Only the lines from the top of the data through the one with "use std::fmt;" are to be written out, each exactly as it stands.

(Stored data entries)
....................

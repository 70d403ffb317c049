//! Connection State Types
//!
//! The lifecycle states of the single feed connection and the transition
//! table the session enforces.
//!
//! ```text
//! Disconnected ──► Connecting ──► Connected ──► Reconnecting ──► Connected
//!      ▲               │              │              │
//!      │               ▼              │              ▼
//!      │         Reconnecting/Failed  │            Failed ──(manual retry)──► Connecting
//!      └──────────── disconnect() ◄───┘
//! ```

use std::fmt;

use chrono::{DateTime, Utc};
use serde::Serialize;

// =============================================================================
// Connection State
// =============================================================================

/// Lifecycle state of the feed connection.
#[derive(Debug, Clone, Copy, PartialEq, Eq, Hash, Default, Serialize)]
#[serde(rename_all = "lowercase")]
pub enum ConnectionState {
    /// No socket, no pending reconnect.
    #[default]
    Disconnected,
    /// First open attempt in flight.
    Connecting,
    /// Socket open, directives flowing.
    Connected,
    /// Connection lost, automatic recovery in progress.
    Reconnecting,
    /// Recovery budget exhausted; only a manual retry leaves this state.
    Failed,
}

impl ConnectionState {
    /// Get all states.
    #[must_use]
    pub const fn all() -> &'static [Self] {
        &[
            Self::Disconnected,
            Self::Connecting,
            Self::Connected,
            Self::Reconnecting,
            Self::Failed,
        ]
    }

    /// Check whether `next` is a legal successor of this state.
    #[must_use]
    pub const fn can_transition_to(self, next: Self) -> bool {
        matches!(
            (self, next),
            (Self::Disconnected | Self::Failed, Self::Connecting)
                | (
                    Self::Connecting,
                    Self::Connected | Self::Reconnecting | Self::Failed
                )
                | (Self::Connected, Self::Reconnecting)
                | (Self::Reconnecting, Self::Connected | Self::Failed)
                | (
                    Self::Connecting | Self::Connected | Self::Reconnecting | Self::Failed,
                    Self::Disconnected
                )
        )
    }

    /// Validate and perform a transition.
    ///
    /// # Errors
    ///
    /// Returns `InvalidTransition` if `next` is not reachable from `self`.
    pub const fn transition(self, next: Self) -> Result<Self, InvalidTransition> {
        if self.can_transition_to(next) {
            Ok(next)
        } else {
            Err(InvalidTransition {
                from: self,
                to: next,
            })
        }
    }

    /// Whether the socket is open.
    #[must_use]
    pub const fn is_connected(self) -> bool {
        matches!(self, Self::Connected)
    }

    /// Get the state name.
    #[must_use]
    pub const fn as_str(self) -> &'static str {
        match self {
            Self::Disconnected => "disconnected",
            Self::Connecting => "connecting",
            Self::Connected => "connected",
            Self::Reconnecting => "reconnecting",
            Self::Failed => "failed",
        }
    }

    /// Numeric code used for the connection state gauge.
    #[must_use]
    pub const fn code(self) -> u8 {
        match self {
            Self::Disconnected => 0,
            Self::Connecting => 1,
            Self::Connected => 2,
            Self::Reconnecting => 3,
            Self::Failed => 4,
        }
    }
}

impl fmt::Display for ConnectionState {
    fn fmt(&self, f: &mut fmt::Formatter<'_>) -> fmt::Result {
        f.write_str(self.as_str())
    }
}

/// Rejected state transition.
#[derive(Debug, Clone, Copy, PartialEq, Eq, thiserror::Error)]
#[error("invalid connection state transition: {from} -> {to}")]
pub struct InvalidTransition {
    /// State the machine was in.
    pub from: ConnectionState,
    /// Requested state.
    pub to: ConnectionState,
}

// =============================================================================
// Feed Status
// =============================================================================

/// Observable connection status exposed to consumers.
///
/// Every error condition of the session resolves to a field here; nothing
/// is thrown across the consumer boundary.
#[derive(Debug, Clone, Default, PartialEq, Eq, Serialize)]
pub struct FeedStatus {
    /// Current connection state.
    pub state: ConnectionState,
    /// Last transport or server-reported error, cleared on connect.
    pub last_error: Option<String>,
    /// Reconnection attempts made since the last successful connection.
    pub reconnect_attempt: u32,
    /// When the connection last reached `Connected`.
    pub last_connected_at: Option<DateTime<Utc>>,
    /// Symbols the server has acknowledged on this connection.
    pub acknowledged_symbols: usize,
}

impl FeedStatus {
    /// Whether consumers should treat the data as live.
    #[must_use]
    pub const fn is_live(&self) -> bool {
        self.state.is_connected()
    }

    /// Whether the session is recovering from a lost connection.
    #[must_use]
    pub const fn is_reconnecting(&self) -> bool {
        matches!(self.state, ConnectionState::Reconnecting)
    }
}

// =============================================================================
// Tests
// =============================================================================
//! Price Types
//!
//! The per-symbol price record, the authoritative price table and the
//! transient batch that feeds it.
//!
//! # Design
//!
//! The table stores its records behind an `Arc` and mutates them with
//! copy-on-write, so a published `PriceSnapshot` is an O(1) clone that
//! consumers can hold on to while the table keeps moving.
//!
//! Records are never evicted when a symbol leaves the subscription set. A
//! symbol keeps its last known value until it is overwritten or explicitly
//! forgotten; freshness is judged from `observed_at` and the connection
//! status, never from absence.

use std::collections::HashMap;
use std::sync::Arc;

use chrono::{DateTime, Utc};
use rust_decimal::Decimal;
use serde::Serialize;

use crate::domain::subscription::Symbol;

// =============================================================================
// Price Record
// =============================================================================

/// Latest price observation for one symbol.
///
/// A new record fully replaces the previous one; fields are never merged.
#[derive(Debug, Clone, PartialEq, Eq, Serialize)]
pub struct PriceRecord {
    /// Instrument code.
    pub symbol: Symbol,
    /// Last traded price.
    pub price: Decimal,
    /// Absolute change against the reference price.
    pub change_amount: Decimal,
    /// Percentage change against the reference price.
    pub change_percent: Decimal,
    /// Accumulated volume.
    pub volume: u64,
    /// Accumulated traded value.
    pub trading_value: Decimal,
    /// Upstream source tag reported by the feed.
    pub source: String,
    /// When the price was observed.
    pub observed_at: DateTime<Utc>,
}

// =============================================================================
// Pending Batch
// =============================================================================

/// Updates received inside the current batch window.
///
/// Last write wins per symbol; intermediate values inside a window are
/// intentionally lost.
#[derive(Debug, Default)]
pub struct PendingBatch {
    records: HashMap<Symbol, PriceRecord>,
}

impl PendingBatch {
    /// Insert or overwrite the record for its symbol.
    pub fn insert(&mut self, record: PriceRecord) {
        self.records.insert(record.symbol.clone(), record);
    }

    /// Number of distinct symbols waiting.
    #[must_use]
    pub fn len(&self) -> usize {
        self.records.len()
    }

    /// Whether nothing is waiting.
    #[must_use]
    pub fn is_empty(&self) -> bool {
        self.records.is_empty()
    }

    /// Drain everything, leaving the batch empty.
    pub fn take(&mut self) -> HashMap<Symbol, PriceRecord> {
        std::mem::take(&mut self.records)
    }
}

// =============================================================================
// Price Table
// =============================================================================

/// Authoritative symbol → latest record mapping.
///
/// Only the update batcher mutates the table.
#[derive(Debug, Clone, Default)]
pub struct PriceTable {
    records: Arc<HashMap<Symbol, PriceRecord>>,
    last_updated_at: Option<DateTime<Utc>>,
    version: u64,
}

impl PriceTable {
    /// Create an empty table.
    #[must_use]
    pub fn new() -> Self {
        Self::default()
    }

    /// Merge a batch in one pass, preserving records of other symbols.
    ///
    /// Returns the number of symbols written. An empty batch leaves the
    /// table (and its version) untouched.
    pub fn merge(
        &mut self,
        batch: impl IntoIterator<Item = (Symbol, PriceRecord)>,
        at: DateTime<Utc>,
    ) -> usize {
        let mut batch = batch.into_iter().peekable();
        if batch.peek().is_none() {
            return 0;
        }

        let records = Arc::make_mut(&mut self.records);
        let mut written = 0;
        for (symbol, record) in batch {
            records.insert(symbol, record);
            written += 1;
        }

        self.last_updated_at = Some(at);
        self.version += 1;
        written
    }

    /// Drop records for the given symbols.
    ///
    /// Returns the number of records removed.
    pub fn remove(&mut self, symbols: &[Symbol], at: DateTime<Utc>) -> usize {
        if !symbols.iter().any(|s| self.records.contains_key(s)) {
            return 0;
        }

        let records = Arc::make_mut(&mut self.records);
        let removed = symbols
            .iter()
            .filter(|s| records.remove(s.as_str()).is_some())
            .count();

        self.last_updated_at = Some(at);
        self.version += 1;
        removed
    }

    /// Get the record for a symbol.
    #[must_use]
    pub fn get(&self, symbol: &str) -> Option<&PriceRecord> {
        self.records.get(symbol)
    }

    /// Number of symbols with a record.
    #[must_use]
    pub fn len(&self) -> usize {
        self.records.len()
    }

    /// Whether the table has no records.
    #[must_use]
    pub fn is_empty(&self) -> bool {
        self.records.is_empty()
    }

    /// Take an immutable snapshot of the current contents.
    #[must_use]
    pub fn snapshot(&self) -> PriceSnapshot {
        PriceSnapshot {
            records: Arc::clone(&self.records),
            last_updated_at: self.last_updated_at,
            version: self.version,
        }
    }
}

// =============================================================================
// Price Snapshot
// =============================================================================

/// Read-only view of the price table at one point in time.
#[derive(Debug, Clone, Default)]
pub struct PriceSnapshot {
    records: Arc<HashMap<Symbol, PriceRecord>>,
    last_updated_at: Option<DateTime<Utc>>,
    version: u64,
}

impl PriceSnapshot {
    /// Get the record for a symbol.
    #[must_use]
    pub fn get(&self, symbol: &str) -> Option<&PriceRecord> {
        self.records.get(symbol)
    }

    /// Records restricted to the given symbols.
    #[must_use]
    pub fn select(&self, symbols: &[Symbol]) -> HashMap<Symbol, PriceRecord> {
        symbols
            .iter()
            .filter_map(|s| self.records.get(s).map(|r| (s.clone(), r.clone())))
            .collect()
    }

    /// When the table was last changed.
    #[must_use]
    pub const fn last_updated_at(&self) -> Option<DateTime<Utc>> {
        self.last_updated_at
    }

    /// Number of changes applied to the table so far (one per flush).
    #[must_use]
    pub const fn version(&self) -> u64 {
        self.version
    }

    /// Number of symbols with a record.
    #[must_use]
    pub fn len(&self) -> usize {
        self.records.len()
    }

    /// Whether the snapshot is empty.
    #[must_use]
    pub fn is_empty(&self) -> bool {
        self.records.is_empty()
    }
}

// =============================================================================
// Tests
// =============================================================================
#![cfg_attr(
    test,
    allow(
        clippy::unwrap_used,
        clippy::expect_used,
        clippy::float_cmp,
        clippy::significant_drop_tightening,
        clippy::too_many_lines,
        clippy::needless_pass_by_value,
        clippy::items_after_statements
    )
)]

//! Price Stream Client - Real-time Price Synchronization
//!
//! Keeps a local price table in sync with a remote market-data feed over a
//! single WebSocket connection. Many consumers declare the symbols they
//! care about; the client subscribes to the union, coalesces bursts of
//! updates into batched snapshots, and recovers from dropped connections
//! on its own.
//!
//! # Layers (inside → outside)
//!
//! - **Domain**: Pure state and rules
//!   - `connection`: Connection states, transitions, observable status
//!   - `price`: Price records, pending batch, copy-on-write table
//!   - `subscription`: Ref-counted interest registry and reconciler
//!
//! - **Application**: Ports and session services
//!   - `ports`: The `FeedConnector` transport boundary
//!   - `services`: Debounced reconciliation, update batching, timers
//!
//! - **Infrastructure**: Adapters and external integrations
//!   - `feed`: WebSocket transport, codec, session loop, consumer facade
//!   - `config`: Environment-driven configuration
//!   - `health`: Health check HTTP endpoint
//!   - `metrics` / `telemetry`: Prometheus and OpenTelemetry
//!
//! # Data Flow
//!
//! ```text
//! consumers ──use_desired──► InterestRegistry ──union──► FeedSession
//!                                                          │    ▲
//!                                  subscribe/unsubscribe ──┘    │
//!                                                           feed server
//!                                                               │
//! consumers ◄──snapshots── PriceTable ◄──batch window── price updates
//! ```

#![forbid(unsafe_code)]
#![warn(missing_docs)]
#![warn(clippy::pedantic)]

// =============================================================================
// Module Declarations
// =============================================================================

/// Domain layer - Core types with no I/O.
pub mod domain;

/// Application layer - Ports and session services.
pub mod application;

/// Infrastructure layer - Adapters and external integrations.
pub mod infrastructure;

// =============================================================================
// Re-exports
// =============================================================================

// Domain types
pub use domain::connection::{ConnectionState, FeedStatus};
pub use domain::price::{PriceRecord, PriceSnapshot};
pub use domain::subscription::{ConsumerId, SubscriptionChanges, SubscriptionStats, Symbol};

// Transport port
pub use application::ports::{FeedConnector, FeedFrame, FeedLink, TransportError};

// Feed client
pub use infrastructure::feed::{
    PriceFeed, PriceSubscription, PriceView, SessionConfig, WebSocketConnector,
};

// Configuration
pub use infrastructure::config::{
    ClientConfig, ConfigError, ServerSettings, SyncSettings, WebSocketSettings,
};

// Health server
pub use infrastructure::health::{HealthServer, HealthServerError, HealthServerState};

// Metrics
pub use infrastructure::metrics::init_metrics;

// Telemetry
pub use infrastructure::telemetry::{TelemetryConfig, TelemetryGuard, init as init_telemetry};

....................

* _Result for this exercise_:
repository 70d403ffb317c049
//! Connection State Types
//!
//! The lifecycle states of the single feed connection and the transition
//! table the session enforces.
//!
//! ```text
//! Disconnected ──► Connecting ──► Connected ──► Reconnecting ──► Connected
//!      ▲               │              │              │
//!      │               ▼              │              ▼
//!      │         Reconnecting/Failed  │            Failed ──(manual retry)──► Connecting
//!      └──────────── disconnect() ◄───┘
//! ```

use std::fmt;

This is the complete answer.